Thursday, 4 August 2011


The internet is a wonderful invention and possibly the finest contribution to the human race in communication since Caxton’s first printed pages were taken from the press. I would disagree it will entirely replace the pleasure of dipping into the hard-copy pages of a newspaper, book or magazine. But then who can foretell what the future will bring. Let us pray it will not destroy the written record, otherwise much of day to day life as we know it now will be lost. Every home has a clutch of treasured photographs of family, friends, events, holidays and the like. Yet (answer honestly) how many have printed off the dozens, probably hundreds, if not thousands, of photos from “snapping” on digital cameras and increasingly highly sophisticated phones.  Even in a household of media professionals, I doubt if I can find more than several dozen pictures from recent times kept for the record. I still remember with horror the day I pitched a cup of tea over a laptop and wiped out an entire archive of photos!
 The happy note is that I’m long enough in the tooth to remember when the age of the paperless office was declared. Yes, it still doesn’t exist,   if my experience of the corporate world is anything to judge. Fortunately for future historians there is still within us something of a distrust of anything hi-tech coupled with the squirrel effect on our brain.
Where the internet poses the greatest threat is in the High Street. Even among those ranks of multiple giants that dominate centres, often in the smallest of country towns, some may depart as rapidly as they came to a website domain. God forbid towns will become the sole territory of the coffee society and swanky restaurants, but the most endangered species, the pub, might yet be saved for our continued pleasure and community spirit.
Ironically, individual shopkeepers brushed aside by a tide of must-look-alike-Britain may have their day again because of the internet. The trend is already out there as the wheel turns full circle. Without exception serious outlets have online services and now local shops have a chance to compete given a presence on the web. Something that came home this week when goods ordered online arrived the next day from a trader with a shop in a small town. And they cost less than the identical items from a major supplier with nationwide outlets and a massive website.
 I guess supermarkets will continue unabated. But even there who knows, in an era of  more leisure, food shopping for pleasure – if you can call it that – may fall to growing popularity for  door-to-door deliveries and higher fuel costs to reach fringe town sites.  In that there is nothing new – the railway and combustion engine brought the decline of the horse-drawn carrier leisurely travelling between towns and villages taking goods and passengers. Now the age of the carrier is back – simply at the touch of a mouse!

Monday, 1 August 2011


Updated version

I almost choked over my toast and marmalade this morning when I heard an item on Today about gooseberries – pronounced said the BBC 4 programme  like Dewsbury!
A lad from Egton Bridge sounded real downcast about the plight of the luscious berry.  Egton might have produced the biggest in the world by a whisker compared with our contestants a couple of years ago. But the real fruit of the crop is grown in the heart of the Cheshire plain where the world record has been taken several times, in recent years by Kelvin Archer at the Marton show, near Macclesfield.

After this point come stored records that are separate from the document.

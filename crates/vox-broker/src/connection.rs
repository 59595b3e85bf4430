//! Per-connection state shared between the transport and the broker.

use std::sync::Arc;
use std::sync::atomic::{AtomicU64, Ordering};
use std::time::{Duration, Instant};

use parking_lot::Mutex;
use tokio::sync::mpsc;
use tokio_util::sync::CancellationToken;
use tracing::warn;
use vox_core::{ConnId, GroupName};

use crate::protocol::OutboundEvent;

/// What a connection has declared itself to be.
///
/// Roles are exclusive for the lifetime of a connection: once a connection
/// is a producer or a worker it stays one.
#[derive(Clone, Copy, Debug, Default, PartialEq, Eq)]
pub enum Role {
    /// Nothing received yet.
    #[default]
    Unassigned,
    /// Has submitted at least one request.
    Producer,
    /// Authenticated for a group. The tag survives eviction from the slot.
    Worker(GroupName),
}

/// A connected client.
pub struct ClientConnection {
    /// Unique connection ID.
    pub id: ConnId,
    role: Mutex<Role>,
    /// Send channel to the client's write task.
    tx: mpsc::Sender<Arc<String>>,
    /// Fired when the broker wants the transport to hang up.
    close: CancellationToken,
    /// When this connection was established.
    pub connected_at: Instant,
    /// Last pong or inbound frame.
    last_seen: Mutex<Instant>,
    /// Count of messages dropped due to a full or closed channel.
    pub dropped_messages: AtomicU64,
}

impl ClientConnection {
    /// Create a connection with a fresh id.
    pub fn new(tx: mpsc::Sender<Arc<String>>) -> Self {
        Self::with_id(ConnId::new(), tx)
    }

    /// Create a connection with a caller-chosen id.
    pub fn with_id(id: ConnId, tx: mpsc::Sender<Arc<String>>) -> Self {
        let now = Instant::now();
        Self {
            id,
            role: Mutex::new(Role::Unassigned),
            tx,
            close: CancellationToken::new(),
            connected_at: now,
            last_seen: Mutex::new(now),
            dropped_messages: AtomicU64::new(0),
        }
    }

    /// Current role.
    pub fn role(&self) -> Role {
        *self.role.lock()
    }

    /// Replace the role.
    pub fn set_role(&self, role: Role) {
        *self.role.lock() = role;
    }

    /// Group tag, if this connection is a worker.
    pub fn group(&self) -> Option<GroupName> {
        match self.role() {
            Role::Worker(group) => Some(group),
            Role::Unassigned | Role::Producer => None,
        }
    }

    /// Queue a text frame for the client.
    ///
    /// Returns `false` if the channel is full or closed, and increments
    /// the dropped message counter.
    pub fn send(&self, message: Arc<String>) -> bool {
        if self.tx.try_send(message).is_ok() {
            true
        } else {
            let _ = self.dropped_messages.fetch_add(1, Ordering::Relaxed);
            false
        }
    }

    /// Serialize an event and queue it.
    pub fn send_event(&self, event: &OutboundEvent<'_>) -> bool {
        match event.to_frame() {
            Ok(frame) => self.send(frame),
            Err(e) => {
                warn!(conn_id = %self.id, error = %e, "failed to serialize event");
                false
            }
        }
    }

    /// Whether the outbound channel still has a receiver.
    pub fn is_open(&self) -> bool {
        !self.tx.is_closed() && !self.close.is_cancelled()
    }

    /// Total messages dropped for this connection.
    pub fn drop_count(&self) -> u64 {
        self.dropped_messages.load(Ordering::Relaxed)
    }

    /// Ask the transport to close this connection.
    pub fn close(&self) {
        self.close.cancel();
    }

    /// Whether [`close`](Self::close) has been called.
    pub fn is_closed(&self) -> bool {
        self.close.is_cancelled()
    }

    /// Token fired by [`close`](Self::close).
    pub fn close_token(&self) -> CancellationToken {
        self.close.clone()
    }

    /// Record activity from the client (pong or any frame).
    pub fn mark_alive(&self) {
        *self.last_seen.lock() = Instant::now();
    }

    /// Duration since the last recorded activity (or connection establishment).
    pub fn last_seen_elapsed(&self) -> Duration {
        self.last_seen.lock().elapsed()
    }
}

#[cfg(test)]
mod tests {
    use super::*;

    fn make_connection(capacity: usize) -> (ClientConnection, mpsc::Receiver<Arc<String>>) {
        let (tx, rx) = mpsc::channel(capacity);
        (ClientConnection::with_id(ConnId::from("conn_1"), tx), rx)
    }

    #[test]
    fn starts_unassigned_and_alive() {
        let (conn, _rx) = make_connection(4);
        assert_eq!(conn.role(), Role::Unassigned);
        assert!(conn.group().is_none());
        assert!(conn.is_open());
    }

    #[tokio::test]
    async fn send_event_delivers_json() {
        let (conn, mut rx) = make_connection(4);
        assert!(conn.send_event(&OutboundEvent::TranscriptionError { message: "x" }));
        let frame = rx.recv().await.unwrap();
        assert!(frame.contains("transcription_error"));
    }

    #[test]
    fn full_channel_counts_drops() {
        let (conn, _rx) = make_connection(1);
        assert!(conn.send(Arc::new("a".into())));
        assert!(!conn.send(Arc::new("b".into())));
        assert_eq!(conn.drop_count(), 1);
    }

    #[test]
    fn closed_receiver_is_not_open() {
        let (conn, rx) = make_connection(1);
        drop(rx);
        assert!(!conn.is_open());
        assert!(!conn.send(Arc::new("a".into())));
    }

    #[test]
    fn worker_role_carries_group() {
        let (conn, _rx) = make_connection(1);
        conn.set_role(Role::Worker(GroupName::Whisper));
        assert_eq!(conn.group(), Some(GroupName::Whisper));
    }

    #[tokio::test]
    async fn close_fires_token() {
        let (conn, _rx) = make_connection(1);
        let token = conn.close_token();
        conn.close();
        token.cancelled().await;
        assert!(conn.is_closed());
        assert!(!conn.is_open());
    }

    #[test]
    fn mark_alive_resets_idle_time() {
        let (conn, _rx) = make_connection(1);
        std::thread::sleep(Duration::from_millis(20));
        assert!(conn.last_seen_elapsed() >= Duration::from_millis(20));
        conn.mark_alive();
        assert!(conn.last_seen_elapsed() < Duration::from_millis(20));
    }
}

I don't know if it has anything to do or not with the fact that  Goostrey and villages surrounding are within sight of the massive Jodrell Bank radio telescope. But just this past week-end and several weeks still to go they are pulling some of the biggest whoppers on the planet from their bushes.
You could say when it comes to producing this monster fruit the growers around these parts are no fools!

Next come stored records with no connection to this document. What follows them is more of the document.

//! Table of open connections.

use std::collections::HashMap;
use std::sync::Arc;

use tokio::sync::RwLock;
use vox_core::ConnId;

use crate::connection::ClientConnection;

/// Open connections indexed by id.
pub struct ConnectionTable {
    connections: RwLock<HashMap<ConnId, Arc<ClientConnection>>>,
}

impl ConnectionTable {
    /// Create an empty table.
    pub fn new() -> Self {
        Self {
            connections: RwLock::new(HashMap::new()),
        }
    }

    /// Add a connection.
    pub async fn add(&self, connection: Arc<ClientConnection>) {
        let mut conns = self.connections.write().await;
        let _ = conns.insert(connection.id.clone(), connection);
    }

    /// Remove a connection by id. Returns the removed connection.
    pub async fn remove(&self, id: &ConnId) -> Option<Arc<ClientConnection>> {
        self.connections.write().await.remove(id)
    }

    /// Look up a connection by id.
    pub async fn get(&self, id: &ConnId) -> Option<Arc<ClientConnection>> {
        self.connections.read().await.get(id).cloned()
    }

    /// Number of open connections.
    pub async fn count(&self) -> usize {
        self.connections.read().await.len()
    }

    /// Close every connection.
    pub async fn close_all(&self) {
        for conn in self.connections.read().await.values() {
            conn.close();
        }
    }
}

impl Default for ConnectionTable {
    fn default() -> Self {
        Self::new()
    }
}

#[cfg(test)]
mod tests {
    use super::*;
    use tokio::sync::mpsc;

    fn make_connection(id: &str) -> Arc<ClientConnection> {
        let (tx, _rx) = mpsc::channel(4);
        Arc::new(ClientConnection::with_id(ConnId::from(id), tx))
    }

    #[tokio::test]
    async fn add_get_remove() {
        let table = ConnectionTable::new();
        table.add(make_connection("conn_a")).await;
        table.add(make_connection("conn_b")).await;
        assert_eq!(table.count().await, 2);

        let id = ConnId::from("conn_a");
        assert!(table.get(&id).await.is_some());
        assert!(table.remove(&id).await.is_some());
        assert!(table.get(&id).await.is_none());
        assert!(table.remove(&id).await.is_none());
        assert_eq!(table.count().await, 1);
    }

    #[tokio::test]
    async fn close_all_signals_each_connection() {
        let table = ConnectionTable::new();
        let a = make_connection("conn_a");
        table.add(Arc::clone(&a)).await;
        table.close_all().await;
        assert!(a.is_closed());
    }
}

Mid-Cheshire’s eight active shows and Egton Bridge in Yorshire – plus a competition at the Bakewell Show in Derbyshire – are survivors of a  quaint custom that has been part of the horticultural sporting scene for several centuries at least.

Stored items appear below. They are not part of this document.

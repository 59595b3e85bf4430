//! `/health` endpoint.

use std::time::Instant;

use serde::Serialize;
use vox_core::{ConnId, GroupName};

/// Health check response body.
#[derive(Debug, Clone, Serialize)]
#[serde(rename_all = "camelCase")]
pub struct HealthResponse {
    /// Always `"ok"` when the server is running.
    pub status: &'static str,
    /// Seconds since the server started.
    pub uptime_secs: u64,
    /// Current `WebSocket` connection count.
    pub connections: usize,
    /// Slot status per worker group.
    pub workers: Vec<WorkerStatus>,
}

/// Whether a group currently has a worker.
#[derive(Debug, Clone, PartialEq, Eq, Serialize)]
pub struct WorkerStatus {
    /// Worker group.
    pub group: GroupName,
    /// Whether a worker holds the slot.
    pub bound: bool,
}

/// Build a health response from live counters.
pub fn health_check(
    start_time: Instant,
    connections: usize,
    slots: &[(GroupName, Option<ConnId>)],
) -> HealthResponse {
    HealthResponse {
        status: "ok",
        uptime_secs: start_time.elapsed().as_secs(),
        connections,
        workers: slots
            .iter()
            .map(|(group, holder)| WorkerStatus {
                group: *group,
                bound: holder.is_some(),
            })
            .collect(),
    }
}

At its peak during the 19th and early 20th century shows were held all over the country. They were not just confined to rural backwaters but big cities staged competitions. Even London  and Manchester apparently provided some of the best of the golf-ball sized berries from urban gardens.
Now real competition when the goosegogs are weighed in pennyweights every year is largely confined to this rural enclave of Cheshire. It is claimed a north facing wall is the most succesful spot to heel in new seedlings.
And among some of the highest value homes in the land it is an entirely classless pursuit. Griselda Garner, wife of Alan Garner, the internationally famous children’s author, who lives near Goostrey, is championing the cause of the Gooseberry.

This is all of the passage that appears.